→ **Exercise requirements**:
Could you filter the records below and return each line that holds "ScriptedPrompter"?

→ **Excerpted records**:
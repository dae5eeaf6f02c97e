//! Interactive questions behind a trait so steps can be driven from tests.

use anyhow::{Context, Result};
use dialoguer::{Confirm, Input};
use std::collections::VecDeque;
use std::io::{self, BufRead, IsTerminal, Write};

/// Source of operator answers.
pub trait Prompter {
    /// Show `question` and return the answer line without its newline.
    fn ask(&mut self, question: &str) -> Result<String>;

    /// Yes/no question; only `yes`/`y` (any case) counts as yes.
    fn confirm(&mut self, question: &str) -> Result<bool> {
        let answer = self.ask(&format!("{question} (yes/no): "))?;
        Ok(is_yes(&answer))
    }
}

fn is_yes(answer: &str) -> bool {
    matches!(answer.trim().to_ascii_lowercase().as_str(), "yes" | "y")
}

/// dialoguer appends its own `: ` separator.
fn prompt_label(question: &str) -> &str {
    question.trim_end().trim_end_matches(':')
}

/// Lost terminal or closed input; both read as an empty answer.
fn is_hangup(err: &dialoguer::Error) -> bool {
    matches!(
        err,
        dialoguer::Error::IO(e) if matches!(
            e.kind(),
            io::ErrorKind::UnexpectedEof | io::ErrorKind::NotConnected | io::ErrorKind::BrokenPipe
        )
    )
}

/// Terminal prompter: dialoguer widgets on a tty, plain lines when stdin is piped.
#[derive(Debug, Default)]
pub struct StdinPrompter;

impl StdinPrompter {
    fn interactive() -> bool {
        io::stdin().is_terminal() && io::stderr().is_terminal()
    }

    // dialoguer refuses non-tty input, so scripted runs read one line.
    fn read_piped(question: &str) -> Result<String> {
        let mut stdout = io::stdout().lock();
        write!(stdout, "{question}").context("write prompt")?;
        stdout.flush().context("flush prompt")?;

        let mut line = String::new();
        io::stdin()
            .lock()
            .read_line(&mut line)
            .context("read answer from stdin")?;
        Ok(line.trim_end_matches(['\r', '\n']).to_string())
    }
}

impl Prompter for StdinPrompter {
    fn ask(&mut self, question: &str) -> Result<String> {
        if !Self::interactive() {
            return Self::read_piped(question);
        }

        match Input::<String>::new()
            .with_prompt(prompt_label(question))
            .allow_empty(true)
            .interact_text()
        {
            Ok(answer) => Ok(answer),
            Err(e) if is_hangup(&e) => Ok(String::new()),
            Err(e) => Err(e).context("read answer from terminal"),
        }
    }

    fn confirm(&mut self, question: &str) -> Result<bool> {
        if !Self::interactive() {
            let answer = Self::read_piped(&format!("{question} (yes/no): "))?;
            return Ok(is_yes(&answer));
        }

        match Confirm::new()
            .with_prompt(question)
            .default(false)
            .interact()
        {
            Ok(answer) => Ok(answer),
            Err(e) if is_hangup(&e) => Ok(false),
            Err(e) => Err(e).context("read confirmation from terminal"),
        }
    }
}

/// Replays canned answers in order; errors once they run out.
#[derive(Debug, Default)]
pub struct ScriptedPrompter {
    answers: VecDeque<String>,
    pub asked: Vec<String>,
}

impl ScriptedPrompter {
    pub fn new<I, S>(answers: I) -> Self
    where
        I: IntoIterator<Item = S>,
        S: Into<String>,
    {
        Self {
            answers: answers.into_iter().map(Into::into).collect(),
            asked: Vec::new(),
        }
    }
}

impl Prompter for ScriptedPrompter {
    fn ask(&mut self, question: &str) -> Result<String> {
        self.asked.push(question.to_string());
        self.answers
            .pop_front()
            .ok_or_else(|| anyhow::anyhow!("no scripted answer for: {question}"))
    }
}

→ **Your response**:
pub struct ScriptedPrompter {
impl ScriptedPrompter {
impl Prompter for ScriptedPrompter {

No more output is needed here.